The "Madras district gazetteers, Volume 1, Part 1" said 'Little girls, up to the age of about 3, wear nothing but the little heart-shaped piece of silver suspended by a waist-cord (arai- mudi) " which calls attention to what it purports to conceal."'

"Percival's Tamil-English dictionary", edited by P. Percival defined Araimudi as "அரைமுடி arai múḍi, A small plate of gold or silver, appended to the girdle of female children, for the sake of decency".

Miron Winslow's dictionary, "A comprehensive Tamil and English Dictionary of High and Low Tamil" defined araimudi as "அரைமுடி, s. A small plate of metal worn by little girls over the private parts."

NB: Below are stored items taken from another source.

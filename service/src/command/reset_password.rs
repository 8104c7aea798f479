//! [`Command`] for redeeming a [`PasswordReset`].

use common::operations::{
    By, Commit, Lock, Select, Transact, Transacted, Update,
};
use derive_more::{Display, Error, From};
use secrecy::{ExposeSecret as _, SecretBox};
use tracerr::Traced;

#[cfg(doc)]
use crate::domain::user::PasswordReset;
use crate::{
    domain::{
        user::{self, password_reset},
        User,
    },
    infra::{database, Database},
    Service,
};

use super::Command;

/// [`Command`] for setting a new [`user::Password`] with a
/// [`password_reset::Token`].
#[derive(Clone, Debug)]
pub struct ResetPassword {
    /// [`password_reset::Token`] the [`User`] has received.
    pub token: password_reset::Token,

    /// New [`user::Password`] of the [`User`].
    pub new_password: SecretBox<user::Password>,
}

impl<Db, Bill> Command<ResetPassword> for Service<Db, Bill>
where
    Db: for<'l> Database<
            Select<By<Option<User>, &'l password_reset::TokenHash>>,
            Ok = Option<User>,
            Err = Traced<database::Error>,
        > + Database<Transact, Err = Traced<database::Error>>,
    Transacted<Db>: Database<
            Select<By<Option<User>, user::Id>>,
            Ok = Option<User>,
            Err = Traced<database::Error>,
        > + Database<
            Lock<By<User, user::Id>>,
            Ok = (),
            Err = Traced<database::Error>,
        > + Database<Update<User>, Ok = (), Err = Traced<database::Error>>
        + Database<Commit, Ok = (), Err = Traced<database::Error>>,
{
    type Ok = User;
    type Err = Traced<ExecutionError>;

    async fn execute(
        &self,
        cmd: ResetPassword,
    ) -> Result<Self::Ok, Self::Err> {
        use ExecutionError as E;

        let ResetPassword {
            token,
            new_password,
        } = cmd;

        let hash = password_reset::TokenHash::of(&token);
        let user_id = self
            .database()
            .execute(Select(By::new(&hash)))
            .await
            .map_err(tracerr::map_from_and_wrap!(=> E))?
            .ok_or(E::InvalidOrExpiredToken)
            .map_err(tracerr::wrap!())?
            .id;

        let tx = self
            .database()
            .execute(Transact)
            .await
            .map_err(tracerr::map_from_and_wrap!(=> E))?;

        // Avoid concurrent actions upon the same `User`.
        tx.execute(Lock(By::new(user_id)))
            .await
            .map_err(tracerr::map_from_and_wrap!(=> E))
            .map(drop)?;

        let mut user = tx
            .execute(Select(By::<Option<User>, _>::new(user_id)))
            .await
            .map_err(tracerr::map_from_and_wrap!(=> E))?
            .filter(|u| {
                u.password_reset.as_ref().is_some_and(|r| r.accepts(&token))
            })
            .ok_or(E::InvalidOrExpiredToken)
            .map_err(tracerr::wrap!())?;

        user.password_hash =
            user::PasswordHash::new(new_password.expose_secret());
        user.password_reset = None;
        tx.execute(Update(user.clone()))
            .await
            .map_err(tracerr::map_from_and_wrap!(=> E))?;

        tx.execute(Commit)
            .await
            .map_err(tracerr::map_from_and_wrap!(=> E))?;

        Ok(user)
    }
}

/// Error of [`ResetPassword`] [`Command`] execution.
#[derive(Debug, Display, Error, From)]
pub enum ExecutionError {
    /// [`Database`] error.
    #[display("`Database` operation failed: {_0}")]
    Db(database::Error),

    /// [`password_reset::Token`] is unknown, used or expired.
    #[display("Password reset token is invalid or expired")]
    InvalidOrExpiredToken,
}

#[cfg(test)]
mod spec {
    use secrecy::SecretBox;

    use crate::{
        command::{RequestPasswordReset, UpdateUserPassword},
        domain::user::{self, password_reset},
        infra::Notice,
        spec::service,
        Command as _,
    };

    use super::{ExecutionError, ResetPassword};

    fn secret(password: &str) -> SecretBox<user::Password> {
        SecretBox::new(Box::new(user::Password::new(password).unwrap()))
    }

    #[tokio::test]
    async fn resets_password_once() {
        let (svc, mut inbox) = service();
        let tenant = user::spec::with_role(user::Role::Tenant);
        svc.database().put(tenant.clone());

        svc.execute(RequestPasswordReset {
            email: tenant.email.clone(),
        })
        .await
        .unwrap();
        let [Notice::PasswordReset { email, token }] =
            <[Notice; 1]>::try_from(inbox.drain()).unwrap()
        else {
            panic!("expected a single password reset notice");
        };
        assert_eq!(email, tenant.email);

        let user = svc
            .execute(ResetPassword {
                token: token.clone(),
                new_password: secret("neues-passwort"),
            })
            .await
            .unwrap();
        assert!(user
            .password_hash
            .verify(&user::Password::new("neues-passwort").unwrap()));
        assert!(user.password_reset.is_none());

        let err = svc
            .execute(ResetPassword {
                token,
                new_password: secret("noch-ein-passwort"),
            })
            .await
            .unwrap_err();
        assert!(matches!(err.as_ref(), ExecutionError::InvalidOrExpiredToken));
    }

    #[tokio::test]
    async fn unknown_email_is_silent() {
        let (svc, mut inbox) = service();

        svc.execute(RequestPasswordReset {
            email: user::Email::new("niemand@example.org").unwrap(),
        })
        .await
        .unwrap();

        assert!(inbox.drain().is_empty());
    }

    #[tokio::test]
    async fn rejects_unknown_token() {
        let (svc, _) = service();

        let err = svc
            .execute(ResetPassword {
                token: password_reset::Token::generate(),
                new_password: secret("neues-passwort"),
            })
            .await
            .unwrap_err();

        assert!(matches!(err.as_ref(), ExecutionError::InvalidOrExpiredToken));
    }

    #[tokio::test]
    async fn updates_password_with_old_one() {
        let (svc, _) = service();
        let landlord = user::spec::with_role(user::Role::Landlord);
        svc.database().put(landlord.clone());

        let user = svc
            .execute(UpdateUserPassword {
                user_id: landlord.id,
                new_password: secret("neues-passwort"),
                old_password: SecretBox::new(Box::new(
                    user::spec::password(),
                )),
            })
            .await
            .unwrap();

        assert!(!user.password_hash.verify(&user::spec::password()));
        assert_eq!(
            svc.database().committed().users[&landlord.id].password_hash,
            user.password_hash,
        );
    }
}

Abbe Dubois's book "Hindu manners, customs and ceremonies", translated from French and edited by Henry Beauchamp stated that "Even the private parts of the children have their own particular decorations. Little girls wear a gold or silver shield or codpiece on which is graven some indecent picture; while a boy's ornament, also of gold or silver, is an exact copy of that member which it is meant to decorate." "Description of the character, manners, and customs of the people of India; and their institutions, religious and civil", also written by Dubois said "The children of either sex are likewise ornamented with various trinkets of the same form, though smaller than those of grown persons. They have also some that are peculiar. As all children in India go perfectly naked till they are six or seven years old, the parents of course, adapt the ornaments to the natural parts of the body. Thus, the girls have a plate of metal suspended so as to conceal, in some measure, their nakedness. The boys, on the other hand, have little bells hung round them, or some similar device of silver or gold, attached to the little belt with which they are girt. Amongst the rest, a particular trinket appears in front, bearing a resemblance to the sexual part of the lad."

Until the 1960s in the Ampara District of Sri Lanka girls wore the Araimudi.